The Chinese, for all their troubles, must be trying very hard not to laugh loudly. They don’t want anyone, especially in Washington, to sense how delighted they are with the recurrence of the island-rocks psychodrama. Topographically, the disputed territory adds up to something like 46-plus acres (smaller than a golf course).

But geopolitically, the Japanese and Koreans are at each other’s throats ― again. So this is a big-time opening for the boys in Beijing.

And I wouldn’t blame them for enjoying it. This is really good for us, say the Chinese leaders, although very quietly (in fact just among themselves). They don’t want Seoul and Tokyo to take notice of their mirth and possibly stop their quarrel. Rock-solid solidarity between the South Korean and Japanese governments is not in the Chinese interest.

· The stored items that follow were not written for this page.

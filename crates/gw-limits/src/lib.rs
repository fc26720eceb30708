pub mod rate_limit;
pub mod redis_facade;
pub mod session_tracker;

pub use rate_limit::{KeyPolicy, LimitType, RateLimitDenial, RateLimitGuard, RateLimitSession, UserPolicy};
pub use redis_facade::{InProcessRedisFacade, LiveRedisFacade, RedisFacade};
pub use session_tracker::SessionTracker;
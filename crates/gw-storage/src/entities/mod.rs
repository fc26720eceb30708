pub mod api_keys;
pub mod circuit_breaker_states;
pub mod error_rules;
pub mod message_requests;
pub mod model_prices;
pub mod providers;
pub mod request_filters;
pub mod users;

pub use api_keys::Entity as ApiKeys;
pub use circuit_breaker_states::Entity as CircuitBreakerStates;
pub use error_rules::Entity as ErrorRules;
pub use message_requests::Entity as MessageRequests;
pub use model_prices::Entity as ModelPrices;
pub use providers::Entity as Providers;
pub use request_filters::Entity as RequestFilters;
pub use users::Entity as Users;
pub mod claude2openai;
pub mod codex2openai;
pub mod format;
pub mod geminicli2openai;
pub mod model_redirect;
pub mod openai2claude;
pub mod openai2codex;
pub mod openai2geminicli;
pub mod registry;

pub use format::{detect, detect_from_body, detect_from_path};
pub use model_redirect::{RedirectOutcome, apply_redirect};
pub use registry::{BlockKind, StreamState, TransformError, transform_request, transform_response, transform_stream_chunk};
//! Per-provider circuit state (L6) — spec.md §4.6, §6.5.

use time::OffsetDateTime;

#[derive(Debug, Clone, Copy, PartialEq, Eq)]
pub enum CircuitState {
    Closed,
    Open,
    HalfOpen,
}

impl CircuitState {
    fn as_str(&self) -> &'static str {
        match self {
            CircuitState::Closed => "closed",
            CircuitState::Open => "open",
            CircuitState::HalfOpen => "half_open",
        }
    }

    fn parse(value: &str) -> Option<Self> {
        match value {
            "closed" => Some(CircuitState::Closed),
            "open" => Some(CircuitState::Open),
            "half_open" => Some(CircuitState::HalfOpen),
            _ => None,
        }
    }
}

#[derive(Debug, Clone, Copy)]
pub struct CircuitBreakerConfig {
    pub failure_threshold: u32,
    pub open_duration: time::Duration,
    pub half_open_success_threshold: u32,
}

impl Default for CircuitBreakerConfig {
    fn default() -> Self {
        CircuitBreakerConfig {
            failure_threshold: 5,
            open_duration: time::Duration::minutes(30),
            half_open_success_threshold: 2,
        }
    }
}

#[derive(Debug, Clone)]
pub struct ProviderState {
    pub failure_count: u32,
    pub last_failure_time: Option<OffsetDateTime>,
    pub circuit_state: CircuitState,
    pub circuit_open_until: Option<OffsetDateTime>,
    pub half_open_success_count: u32,
}

impl Default for ProviderState {
    fn default() -> Self {
        ProviderState {
            failure_count: 0,
            last_failure_time: None,
            circuit_state: CircuitState::Closed,
            circuit_open_until: None,
            half_open_success_count: 0,
        }
    }
}

impl ProviderState {
    pub fn to_hash_fields(&self) -> Vec<(String, String)> {
        vec![
            ("failureCount".to_string(), self.failure_count.to_string()),
            (
                "lastFailureTime".to_string(),
                self.last_failure_time.map(|t| t.unix_timestamp().to_string()).unwrap_or_default(),
            ),
            ("circuitState".to_string(), self.circuit_state.as_str().to_string()),
            (
                "circuitOpenUntil".to_string(),
                self.circuit_open_until.map(|t| t.unix_timestamp().to_string()).unwrap_or_default(),
            ),
            ("halfOpenSuccessCount".to_string(), self.half_open_success_count.to_string()),
        ]
    }

    pub fn from_hash_fields(fields: &std::collections::HashMap<String, String>) -> Option<Self> {
        if fields.is_empty() {
            return None;
        }
        let failure_count = fields.get("failureCount")?.parse().ok()?;
        let circuit_state = fields
            .get("circuitState")
            .and_then(|s| CircuitState::parse(s))
            .unwrap_or(CircuitState::Closed);
        let last_failure_time = fields
            .get("lastFailureTime")
            .filter(|s| !s.is_empty())
            .and_then(|s| s.parse::<i64>().ok())
            .and_then(|ts| OffsetDateTime::from_unix_timestamp(ts).ok());
        let circuit_open_until = fields
            .get("circuitOpenUntil")
            .filter(|s| !s.is_empty())
            .and_then(|s| s.parse::<i64>().ok())
            .and_then(|ts| OffsetDateTime::from_unix_timestamp(ts).ok());
        let half_open_success_count = fields
            .get("halfOpenSuccessCount")
            .and_then(|s| s.parse().ok())
            .unwrap_or(0);
        Some(ProviderState {
            failure_count,
            last_failure_time,
            circuit_state,
            circuit_open_until,
            half_open_success_count,
        })
    }
}
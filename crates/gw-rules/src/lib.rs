pub mod error_rule;
pub mod override_shape;
pub mod request_filter;

pub use error_rule::{ClassificationResult, CompiledRule, ErrorRule, ErrorRuleCache, MatchType, RuleSnapshot, RuleValidationError};
pub use override_shape::{
    ClaudeError, ErrorShape, GeminiError, LimitType, OpenAiError, OverrideValidationError,
    RateLimitBody, apply_message_fallback, default_error_type, detect_error_response_format,
    validate_override_body, validate_override_status,
};
pub use request_filter::{FilterAction, FilterError, RequestFilter, RequestFilterCache, apply_filters};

Fragmentation offers Beijing piece of mind. Especially with regard to the current territorial disputes in the South China Sea, but in all other matters Asian as well, Beijing understandably prefers dealing with nations one-on-one. Well-constructed alliances with the West or genuine indigenous regional organizations, such as the Association of Southeast Asian States (ASEAN), potentially challenge nascent Chinese hegemony. So they need to be subtly frustrated, if not overtly opposed. To put it this way: if Asian geopolitics were like a basketball game, Beijing likes to play the position of Yao Ming against an opposing team of midgets.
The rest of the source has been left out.